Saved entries
····················
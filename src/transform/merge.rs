//! Recursive Parameter-Tree Merge
//!
//! The Modify/Modify merge rule walks two parameter trees together:
//!
//! - identical leaves merge trivially
//! - divergent map leaves recurse key by key
//! - divergent scalar lists merge via set union (left order preserved)
//! - any other divergence aborts the whole merge
//!
//! Divergent numeric leaves are an unconditional conflict even when the
//! values are nearly equal; whether near-equal floats should merge is a
//! product decision that has deliberately not been taken here.

use crate::shared::params::{ParamMap, ParamValue};

/// Why a merge was abandoned
#[derive(Debug, Clone, PartialEq, Eq)]
pub struct MergeConflict {
    /// Dot-joined path to the leaf that diverged
    pub path: String,
}

/// Merge two parameter maps, or report the first conflicting path
pub fn merge_maps(left: &ParamMap, right: &ParamMap) -> Result<ParamMap, MergeConflict> {
    merge_maps_at(left, right, "")
}

fn merge_maps_at(left: &ParamMap, right: &ParamMap, path: &str) -> Result<ParamMap, MergeConflict> {
    let mut merged = left.clone();
    for (key, right_value) in right {
        let child_path = if path.is_empty() {
            key.clone()
        } else {
            format!("{}.{}", path, key)
        };
        match left.get(key) {
            None => {
                merged.insert(key.clone(), right_value.clone());
            }
            Some(left_value) => {
                merged.insert(key.clone(), merge_values_at(left_value, right_value, &child_path)?);
            }
        }
    }
    Ok(merged)
}

fn merge_values_at(
    left: &ParamValue,
    right: &ParamValue,
    path: &str,
) -> Result<ParamValue, MergeConflict> {
    if left == right {
        return Ok(left.clone());
    }
    match (left, right) {
        (ParamValue::Map(left_map), ParamValue::Map(right_map)) => {
            Ok(ParamValue::Map(merge_maps_at(left_map, right_map, path)?))
        }
        (ParamValue::List(_), ParamValue::List(right_items))
            if left.is_scalar_list() && right.is_scalar_list() =>
        {
            let mut union = left.as_list().unwrap_or_default().to_vec();
            for item in right_items {
                if !union.contains(item) {
                    union.push(item.clone());
                }
            }
            Ok(ParamValue::List(union))
        }
        _ => Err(MergeConflict {
            path: path.to_string(),
        }),
    }
}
····················
● **Problem statement**:
When you reach the end of the data, write every line out again verbatim.

● **Your response**:
filename src/transform/merge.rs
//! Recursive Parameter-Tree Merge
//!
//! The Modify/Modify merge rule walks two parameter trees together:
//!
//! - identical leaves merge trivially
//! - divergent map leaves recurse key by key
//! - divergent scalar lists merge via set union (left order preserved)
//! - any other divergence aborts the whole merge
//!
//! Divergent numeric leaves are an unconditional conflict even when the
//! values are nearly equal; whether near-equal floats should merge is a
//! product decision that has deliberately not been taken here.

use crate::shared::params::{ParamMap, ParamValue};

/// Why a merge was abandoned
#[derive(Debug, Clone, PartialEq, Eq)]
pub struct MergeConflict {
    /// Dot-joined path to the leaf that diverged
    pub path: String,
}

/// Merge two parameter maps, or report the first conflicting path
pub fn merge_maps(left: &ParamMap, right: &ParamMap) -> Result<ParamMap, MergeConflict> {
    merge_maps_at(left, right, "")
}

fn merge_maps_at(left: &ParamMap, right: &ParamMap, path: &str) -> Result<ParamMap, MergeConflict> {
    let mut merged = left.clone();
    for (key, right_value) in right {
        let child_path = if path.is_empty() {
            key.clone()
        } else {
            format!("{}.{}", path, key)
        };
        match left.get(key) {
            None => {
                merged.insert(key.clone(), right_value.clone());
            }
            Some(left_value) => {
                merged.insert(key.clone(), merge_values_at(left_value, right_value, &child_path)?);
            }
        }
    }
    Ok(merged)
}

fn merge_values_at(
    left: &ParamValue,
    right: &ParamValue,
    path: &str,
) -> Result<ParamValue, MergeConflict> {
    if left == right {
        return Ok(left.clone());
    }
    match (left, right) {
        (ParamValue::Map(left_map), ParamValue::Map(right_map)) => {
            Ok(ParamValue::Map(merge_maps_at(left_map, right_map, path)?))
        }
        (ParamValue::List(_), ParamValue::List(right_items))
            if left.is_scalar_list() && right.is_scalar_list() =>
        {
            let mut union = left.as_list().unwrap_or_default().to_vec();
            for item in right_items {
                if !union.contains(item) {
                    union.push(item.clone());
                }
            }
            Ok(ParamValue::List(union))
        }
        _ => Err(MergeConflict {
            path: path.to_string(),
        }),
    }
}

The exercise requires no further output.